Within the listing below, filter for "configuration" and copy every matching line.

━━━━━━━━━━

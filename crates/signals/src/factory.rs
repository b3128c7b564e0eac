// In crates/signals/src/factory.rs

use crate::{JsonlInbox, SignalSource};
use anyhow::Result;
use app_config::types::SignalSettings;
use std::sync::Arc;

/// Builds the file-backed sources named in configuration.
///
/// In-process sources such as [`crate::ChannelSignalSource`] are created by
/// the caller and appended to this list.
pub fn sources_from_settings(settings: &SignalSettings) -> Result<Vec<Arc<dyn SignalSource>>> {
    let mut sources: Vec<Arc<dyn SignalSource>> = Vec::new();

    if let Some(path) = &settings.inbox_path {
        if path.trim().is_empty() {
            anyhow::bail!("signals.inbox_path is set but empty");
        }
        tracing::info!(%path, "Signal inbox enabled.");
        sources.push(Arc::new(JsonlInbox::new(path)));
    }

    Ok(sources)
}

#[cfg(test)]
mod tests {
    use super::*;

    #[test]
    fn inbox_is_built_only_when_configured() {
        assert!(sources_from_settings(&SignalSettings::default()).unwrap().is_empty());

        let settings = SignalSettings { inbox_path: Some("data/inbox.jsonl".into()) };
        let sources = sources_from_settings(&settings).unwrap();
        assert_eq!(sources.len(), 1);
        assert_eq!(sources[0].name(), "JsonlInbox");

        let settings = SignalSettings { inbox_path: Some("  ".into()) };
        assert!(sources_from_settings(&settings).is_err());
    }
}
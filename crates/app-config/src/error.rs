// In crates/app-config/src/error.rs

use thiserror::Error;

#[derive(Error, Debug)]
pub enum Error {
    #[error("Failed to load configuration")]
    LoadError(#[from] config::ConfigError),

    #[error("Invalid risk configuration: {0}")]
    RiskError(#[from] risk::Error),

    #[error("Invalid configuration: {0}")]
    Invalid(String),

    #[error("Missing credential `{field}` for {section}")]
    MissingCredential { section: &'static str, field: &'static str },
}

pub type Result<T> = std::result::Result<T, Error>;
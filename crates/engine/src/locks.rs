// In crates/engine/src/locks.rs

use core_types::Symbol;
use std::collections::HashMap;
use std::sync::{Arc, Mutex};
use tokio::sync::{Mutex as AsyncMutex, OwnedMutexGuard};

/// One async mutex per symbol, created on first use.
///
/// Holding the guard serializes order submission for that symbol while other
/// symbols proceed in parallel.
#[derive(Debug, Default)]
pub struct SymbolLocks {
    locks: Mutex<HashMap<Symbol, Arc<AsyncMutex<()>>>>,
}

impl SymbolLocks {
    pub fn new() -> Self {
        Self::default()
    }

    pub async fn lock(&self, symbol: &Symbol) -> OwnedMutexGuard<()> {
        let key = Symbol(symbol.0.to_uppercase());
        let lock = {
            let mut locks = self.locks.lock().unwrap_or_else(|poisoned| poisoned.into_inner());
            locks.entry(key).or_default().clone()
        };
        lock.lock_owned().await
    }
}
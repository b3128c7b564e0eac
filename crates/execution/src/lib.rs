// In crates/execution/src/lib.rs

use app_config::types::BrokerSettings;
use app_config::Venue;
use async_trait::async_trait;
use core_types::{ClientOrderId, Order, OrderId, Symbol};
use rust_decimal::Decimal;
use std::sync::Arc;
use std::time::Duration;

pub mod alpaca;
pub mod binance;
pub mod error;
pub mod kite;
pub mod paper;

// Re-export public types
pub use error::{BrokerError, Result};
pub use paper::PaperGateway;

/// What a venue reports back for an accepted order.
#[derive(Debug, Clone, PartialEq, Eq)]
pub struct OrderAck {
    /// The venue's id for the primary (entry) order.
    pub order_id: OrderId,
    /// Ids of protective legs placed as separate orders, if any.
    pub protective_legs: Vec<OrderId>,
    /// Set when the entry was accepted but an emulated protective leg was not.
    pub protection_failure: Option<String>,
}

impl OrderAck {
    pub fn new(order_id: OrderId) -> Self {
        Self {
            order_id,
            protective_legs: Vec::new(),
            protection_failure: None,
        }
    }

    /// `false` means the position is open without the protection that was asked for.
    pub fn is_protected(&self) -> bool {
        self.protection_failure.is_none()
    }
}

/// The universal interface for a trading venue.
///
/// An `OrderGateway` owns everything venue-specific: authentication, symbol
/// formats, and how protective stops are expressed. Submission is treated as
/// non-idempotent: implementations never resubmit on their own, and report
/// ambiguous outcomes distinctly from definite rejections (see
/// [`BrokerError::is_ambiguous`]).
#[async_trait]
pub trait OrderGateway: Send + Sync {
    /// The name of the gateway (e.g., "AlpacaGateway").
    fn name(&self) -> &'static str;

    /// The current price of `symbol` at this venue.
    async fn get_price(&self, symbol: &Symbol) -> Result<Decimal>;

    /// Submits an order, together with any protective legs it asks for.
    ///
    /// On success, capital has been committed at the venue.
    async fn place_order(&self, order: &Order) -> Result<OrderAck>;

    /// Asks the venue whether an order with `client_order_id` exists and is
    /// still live or filled. Orders the venue rejected, cancelled or expired
    /// report `None`, since no capital stands behind them.
    ///
    /// Used to reconcile after an ambiguous `place_order` failure.
    async fn order_status(
        &self,
        symbol: &Symbol,
        client_order_id: &ClientOrderId,
    ) -> Result<Option<OrderId>>;
}

/// Instantiates the gateway for the configured venue.
pub fn gateway_from_settings(
    settings: &BrokerSettings,
    timeout: Duration,
) -> Result<Arc<dyn OrderGateway>> {
    let missing = |section: &str| BrokerError::InvalidParameters {
        reason: format!("broker.{section} settings are missing"),
    };
    let gateway: Arc<dyn OrderGateway> = match settings.venue {
        Venue::Alpaca => {
            let alpaca = settings.alpaca.as_ref().ok_or_else(|| missing("alpaca"))?;
            Arc::new(alpaca::AlpacaGateway::new(api_client::AlpacaClient::new(alpaca, timeout)?))
        }
        Venue::Kite => {
            let kite = settings.kite.as_ref().ok_or_else(|| missing("kite"))?;
            Arc::new(kite::KiteGateway::new(
                api_client::KiteClient::new(kite, timeout)?,
                kite.exchange.clone(),
                kite.product.clone(),
            ))
        }
        Venue::Binance => {
            let binance = settings.binance.as_ref().ok_or_else(|| missing("binance"))?;
            Arc::new(binance::BinanceGateway::new(api_client::BinanceClient::new(
                binance, timeout,
            )?))
        }
        Venue::Paper => Arc::new(PaperGateway::from_settings(
            &settings.paper.clone().unwrap_or_default(),
        )),
    };
    tracing::info!(gateway = gateway.name(), "Order gateway selected.");
    Ok(gateway)
}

━━━━━━━━━━

▶ Response area:
/// Builds the file-backed sources named in configuration.
    #[error("Failed to load configuration")]
    #[error("Invalid risk configuration: {0}")]
    #[error("Invalid configuration: {0}")]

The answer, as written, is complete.